## What the exercise asks
From the records below, copy out exactly the lines from the one containing "pub enum Replacement" to the one containing "pub fn resolve(&self, color: CanonicalColor)", both included. Add nothing else.
┌──
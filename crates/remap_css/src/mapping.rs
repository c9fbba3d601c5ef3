//! Compiles a raw mapping specification into lookup tables.
//!
//! A specification is an ordered JSON object. Keys are either exact
//! declarations (`"color: red"`) or color patterns scoped to a property
//! category (`"$border: red"`, `"$background: $monochrome"`, ...):
//!
//! ```json
//! {
//!   "color: red": "color: blue; text-shadow: none",
//!   "$border: #ccc": "#333",
//!   "$value: $monochrome": "$invert"
//! }
//! ```

use std::collections::HashSet;

use indexmap::IndexMap;
use remap_css_syntax::list;

use crate::color::{is_css_wide_keyword, CanonicalColor};
use crate::declaration::Declaration;
use crate::error::MappingError;
use crate::memo::Caches;

/// Raw mapping specification. Later duplicate keys overwrite earlier ones.
pub type MappingSpec = IndexMap<String, String>;

const MONOCHROME: &str = "$monochrome";
const INVERT: &str = "$invert";

/// Property family a color pattern applies to.
#[derive(Clone, Copy, Debug, PartialEq, Eq, Hash)]
pub enum Category {
  Border,
  Background,
  BoxShadow,
  Generic,
}

impl Category {
  /// Classifies a property name. Vendor prefixes are ignored.
  pub fn of_property(property: &str) -> Self {
    let property = property.trim().to_ascii_lowercase();
    let property = strip_vendor_prefix(&property);

    match property {
      "background" | "background-color" | "background-image" => Category::Background,
      "box-shadow" => Category::BoxShadow,
      "border" | "border-color" | "border-image" | "border-image-source" => Category::Border,
      _ => match property.strip_prefix("border-") {
        Some(rest) if is_border_side(rest.strip_suffix("-color").unwrap_or(rest)) => {
          Category::Border
        }
        _ => Category::Generic,
      },
    }
  }

  fn from_prefix(prefix: &str) -> Option<Self> {
    match prefix {
      "border" => Some(Category::Border),
      "background" => Some(Category::Background),
      "box-shadow" => Some(Category::BoxShadow),
      "value" | "color" => Some(Category::Generic),
      _ => None,
    }
  }
}

fn strip_vendor_prefix(property: &str) -> &str {
  if let Some(rest) = property.strip_prefix('-') {
    if let Some(index) = rest.find('-') {
      return &rest[index + 1..];
    }
  }
  property
}

fn is_border_side(side: &str) -> bool {
  matches!(
    side,
    "top"
      | "right"
      | "bottom"
      | "left"
      | "block"
      | "block-start"
      | "block-end"
      | "inline"
      | "inline-start"
      | "inline-end"
  )
}

#[derive(Clone, Copy, Debug, PartialEq, Eq, Hash)]
pub enum ColorKey {
  Color(CanonicalColor),
  /// Any color whose red, green and blue channels are equal.
  Monochrome,
}

#[derive(Clone, Debug, PartialEq, Eq)]
pub enum Replacement {
  Literal(String),
  Invert,
}

impl Replacement {
  /// Replacement text for a matched color.
  pub fn apply(&self, original: CanonicalColor) -> String {
    match self {
      Replacement::Literal(text) => text.clone(),
      Replacement::Invert => original.invert().to_string(),
    }
  }
}

/// Color patterns of one category.
#[derive(Clone, Debug, Default, PartialEq, Eq)]
pub struct ColorTable {
  entries: IndexMap<ColorKey, Replacement>,
}

impl ColorTable {
  pub fn insert(&mut self, key: ColorKey, replacement: Replacement) {
    self.entries.insert(key, replacement);
  }

  pub fn get(&self, key: &ColorKey) -> Option<&Replacement> {
    self.entries.get(key)
  }

  /// An exact color entry wins over the `$monochrome` wildcard.
  pub fn resolve(&self, color: CanonicalColor) -> Option<String> {
    if let Some(replacement) = self.entries.get(&ColorKey::Color(color)) {
      return Some(replacement.apply(color));
    }
    if color.is_monochrome() {
      if let Some(replacement) = self.entries.get(&ColorKey::Monochrome) {
        return Some(replacement.apply(color));
      }
    }
    None
  }

  pub fn len(&self) -> usize {
    self.entries.len()
  }

  pub fn is_empty(&self) -> bool {
    self.entries.is_empty()
  }
}

#[derive(Clone, Debug, Default, PartialEq, Eq)]
pub struct CompiledMappingTable {
  /// Normalized declaration key to its replacement declarations.
  pub exact: IndexMap<String, Vec<Declaration>>,
  pub color: ColorTable,
  pub border: ColorTable,
  pub background: ColorTable,
  pub box_shadow: ColorTable,
}

impl CompiledMappingTable {
  pub fn table(&self, category: Category) -> &ColorTable {
    match category {
      Category::Border => &self.border,
      Category::Background => &self.background,
      Category::BoxShadow => &self.box_shadow,
      Category::Generic => &self.color,
    }
  }

  fn table_mut(&mut self, category: Category) -> &mut ColorTable {
    match category {
      Category::Border => &mut self.border,
      Category::Background => &mut self.background,
      Category::BoxShadow => &mut self.box_shadow,
      Category::Generic => &mut self.color,
    }
  }

  pub fn exact(&self, key: &str) -> Option<&[Declaration]> {
    self.exact.get(key).map(Vec::as_slice)
  }

  /// Looks a color up in the category table, then in the generic table.
  pub fn resolve_color(&self, category: Category, color: CanonicalColor) -> Option<String> {
    if category != Category::Generic {
      if let Some(replacement) = self.table(category).resolve(color) {
        return Some(replacement);
      }
    }
    self.color.resolve(color)
  }

  pub fn has_color_patterns(&self) -> bool {
    [&self.color, &self.border, &self.background, &self.box_shadow]
      .iter()
      .any(|table| !table.is_empty())
  }

  pub fn is_empty(&self) -> bool {
    self.exact.is_empty() && !self.has_color_patterns()
  }
}

pub fn compile(spec: &MappingSpec) -> Result<CompiledMappingTable, MappingError> {
  compile_with(spec, &Caches::default())
}

pub fn compile_with(
  spec: &MappingSpec,
  caches: &Caches,
) -> Result<CompiledMappingTable, MappingError> {
  let mut table = CompiledMappingTable::default();
  let mut exact_entries = Vec::new();

  for (key, value) in spec {
    let key = key.trim();
    match category_prefix(key) {
      Some((prefix, color)) => {
        let category = Category::from_prefix(prefix).ok_or_else(|| MappingError::UnknownCategory {
          key: key.to_string(),
          category: prefix.to_string(),
        })?;
        let color_key = color_key(key, color, caches)?;
        if let Some(replacement) = replacement(key, value)? {
          table.table_mut(category).insert(color_key, replacement);
        }
      }
      None => {
        let decl = Declaration::parse(key).ok_or_else(|| MappingError::InvalidDeclaration {
          key: key.to_string(),
        })?;
        exact_entries.push((decl, value.trim()));
      }
    }
  }

  let explicit: HashSet<String> = exact_entries
    .iter()
    .map(|(decl, _)| decl.key(caches))
    .collect();

  for (decl, value) in exact_entries {
    if value.is_empty() {
      continue;
    }
    let outputs = list::semicolon(value)
      .iter()
      .map(|part| Declaration::parse(part))
      .collect::<Option<Vec<_>>>()
      .filter(|outputs| !outputs.is_empty())
      .ok_or_else(|| MappingError::InvalidReplacement {
        key: decl.to_string(),
        value: value.to_string(),
      })?;

    if !decl.important {
      let twin = caches.key(&decl.property, &decl.value, true);
      if !explicit.contains(&twin) {
        table.exact.insert(twin, outputs.clone());
      }
    }
    table.exact.insert(decl.key(caches), outputs);
  }

  tracing::debug!(
    exact = table.exact.len(),
    color = table.color.len(),
    border = table.border.len(),
    background = table.background.len(),
    box_shadow = table.box_shadow.len(),
    "compiled mapping table"
  );

  Ok(table)
}

/// Splits `$prefix: color` keys. Returns `None` for exact declaration keys.
fn category_prefix(key: &str) -> Option<(&str, &str)> {
  let rest = key.strip_prefix('$')?;
  match rest.split_once(':') {
    Some((prefix, color)) => Some((prefix.trim(), color.trim())),
    None => Some((rest.trim(), "")),
  }
}

fn color_key(key: &str, color: &str, caches: &Caches) -> Result<ColorKey, MappingError> {
  if color.eq_ignore_ascii_case(MONOCHROME) {
    return Ok(ColorKey::Monochrome);
  }
  if is_css_wide_keyword(color) {
    return Err(MappingError::NotAColor {
      key: key.to_string(),
    });
  }
  caches
    .parse_color(color)
    .map(ColorKey::Color)
    .ok_or_else(|| MappingError::NotAColor {
      key: key.to_string(),
    })
}

fn replacement(key: &str, value: &str) -> Result<Option<Replacement>, MappingError> {
  let value = value.trim();
  if value.is_empty() {
    return Ok(None);
  }
  if value.starts_with('$') {
    if value.eq_ignore_ascii_case(INVERT) {
      return Ok(Some(Replacement::Invert));
    }
    return Err(MappingError::UnsupportedToken {
      key: key.to_string(),
      token: value.to_string(),
    });
  }
  Ok(Some(Replacement::Literal(value.to_string())))
}

#[cfg(test)]
mod tests {
  use pretty_assertions::assert_eq;

  use super::*;
  use crate::color::parse_color;

  fn spec(entries: &[(&str, &str)]) -> MappingSpec {
    entries
      .iter()
      .map(|(key, value)| (key.to_string(), value.to_string()))
      .collect()
  }

  fn color(text: &str) -> CanonicalColor {
    parse_color(text).unwrap()
  }

  #[test]
  fn classifies_properties() {
    for property in [
      "border",
      "border-top",
      "border-left-color",
      "border-color",
      "border-image",
      "border-inline-start",
      "border-block-end-color",
      "Border-Bottom",
    ] {
      assert_eq!(Category::of_property(property), Category::Border, "{property}");
    }
    assert_eq!(Category::of_property("border-radius"), Category::Generic);
    assert_eq!(Category::of_property("border-top-width"), Category::Generic);
    assert_eq!(Category::of_property("background"), Category::Background);
    assert_eq!(Category::of_property("background-image"), Category::Background);
    assert_eq!(Category::of_property("background-position"), Category::Generic);
    assert_eq!(Category::of_property("-webkit-box-shadow"), Category::BoxShadow);
    assert_eq!(Category::of_property("color"), Category::Generic);
  }

  #[test]
  fn compiles_category_patterns() {
    let table = compile(&spec(&[
      ("$border: red", "yellow"),
      ("$background: #fff", "#000"),
      ("$box-shadow: rgba(0,0,0,.5)", "transparent"),
      ("$value: $monochrome", "$invert"),
      ("$color: blue", "navy"),
    ]))
    .unwrap();

    assert_eq!(
      table.border.get(&ColorKey::Color(color("red"))),
      Some(&Replacement::Literal("yellow".into()))
    );
    assert_eq!(table.background.len(), 1);
    assert_eq!(table.box_shadow.len(), 1);
    assert_eq!(table.color.get(&ColorKey::Monochrome), Some(&Replacement::Invert));
    assert_eq!(table.color.len(), 2);
    assert!(table.exact.is_empty());
  }

  #[test]
  fn category_lookup_falls_back_to_generic() {
    let table = compile(&spec(&[("$border: red", "yellow"), ("$value: red", "green")])).unwrap();
    assert_eq!(
      table.resolve_color(Category::Border, color("red")),
      Some("yellow".to_string())
    );
    assert_eq!(
      table.resolve_color(Category::Background, color("#f00")),
      Some("green".to_string())
    );
    assert_eq!(table.resolve_color(Category::Generic, color("blue")), None);
  }

  #[test]
  fn monochrome_invert() {
    let table = compile(&spec(&[("$value: $monochrome", "$invert")])).unwrap();
    assert_eq!(
      table.resolve_color(Category::Generic, color("#282828ff")),
      Some("#d7d7d7ff".to_string())
    );
    assert_eq!(
      table.resolve_color(Category::Generic, color("rgba(40, 40, 40, .5)")),
      Some("#d7d7d780".to_string())
    );
    assert_eq!(table.resolve_color(Category::Generic, color("red")), None);
  }

  #[test]
  fn exact_color_beats_monochrome() {
    let table = compile(&spec(&[
      ("$value: $monochrome", "$invert"),
      ("$value: #000", "#111"),
    ]))
    .unwrap();
    assert_eq!(
      table.resolve_color(Category::Generic, color("black")),
      Some("#111".to_string())
    );
  }

  #[test]
  fn exact_entries_get_important_twins() {
    let caches = Caches::default();
    let table = compile_with(
      &spec(&[("color: red", "color: blue; background: none")]),
      &caches,
    )
    .unwrap();

    let expected = vec![
      Declaration::new("color", "blue", false),
      Declaration::new("background", "none", false),
    ];
    assert_eq!(table.exact("color: #ff0000ff"), Some(expected.as_slice()));
    assert_eq!(
      table.exact("color: #ff0000ff !important"),
      Some(expected.as_slice())
    );
  }

  #[test]
  fn explicit_important_entry_wins_over_twin() {
    let table = compile(&spec(&[
      ("color: red !important", "color: green"),
      ("color: red", "color: blue"),
    ]))
    .unwrap();
    assert_eq!(
      table.exact("color: #ff0000ff !important"),
      Some([Declaration::new("color", "green", false)].as_slice())
    );
    assert_eq!(
      table.exact("color: #ff0000ff"),
      Some([Declaration::new("color", "blue", false)].as_slice())
    );
  }

  #[test]
  fn empty_values_are_not_registered() {
    let table = compile(&spec(&[("color: red", ""), ("$border: red", "  ")])).unwrap();
    assert!(table.is_empty());
  }

  #[test]
  fn duplicate_color_keys_last_write_wins() {
    let table = compile(&spec(&[("$value: red", "blue"), ("$value: #f00", "green")])).unwrap();
    assert_eq!(
      table.resolve_color(Category::Generic, color("red")),
      Some("green".to_string())
    );
  }

  #[test]
  fn rejects_contract_violations() {
    assert_eq!(
      compile(&spec(&[("$shadow: red", "blue")])),
      Err(MappingError::UnknownCategory {
        key: "$shadow: red".into(),
        category: "shadow".into(),
      })
    );
    assert_eq!(
      compile(&spec(&[("$border: solid", "blue")])),
      Err(MappingError::NotAColor {
        key: "$border: solid".into(),
      })
    );
    assert_eq!(
      compile(&spec(&[("$border: inherit", "blue")])),
      Err(MappingError::NotAColor {
        key: "$border: inherit".into(),
      })
    );
    assert_eq!(
      compile(&spec(&[("$value: red", "$lighten")])),
      Err(MappingError::UnsupportedToken {
        key: "$value: red".into(),
        token: "$lighten".into(),
      })
    );
    assert!(matches!(
      compile(&spec(&[("not a declaration", "color: red")])),
      Err(MappingError::InvalidDeclaration { .. })
    ));
    assert!(matches!(
      compile(&spec(&[("color: red", "blue")])),
      Err(MappingError::InvalidReplacement { .. })
    ));
  }
}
└──
## Task answer
pub enum Replacement {
  Literal(String),
  Invert,
}

impl Replacement {
  /// Replacement text for a matched color.
  pub fn apply(&self, original: CanonicalColor) -> String {
    match self {
      Replacement::Literal(text) => text.clone(),
      Replacement::Invert => original.invert().to_string(),
    }
  }
}

/// Color patterns of one category.
#[derive(Clone, Debug, Default, PartialEq, Eq)]
pub struct ColorTable {
  entries: IndexMap<ColorKey, Replacement>,
}

impl ColorTable {
  pub fn insert(&mut self, key: ColorKey, replacement: Replacement) {
    self.entries.insert(key, replacement);
  }

  pub fn get(&self, key: &ColorKey) -> Option<&Replacement> {
    self.entries.get(key)
  }

  /// An exact color entry wins over the `$monochrome` wildcard.
  pub fn resolve(&self, color: CanonicalColor) -> Option<String> {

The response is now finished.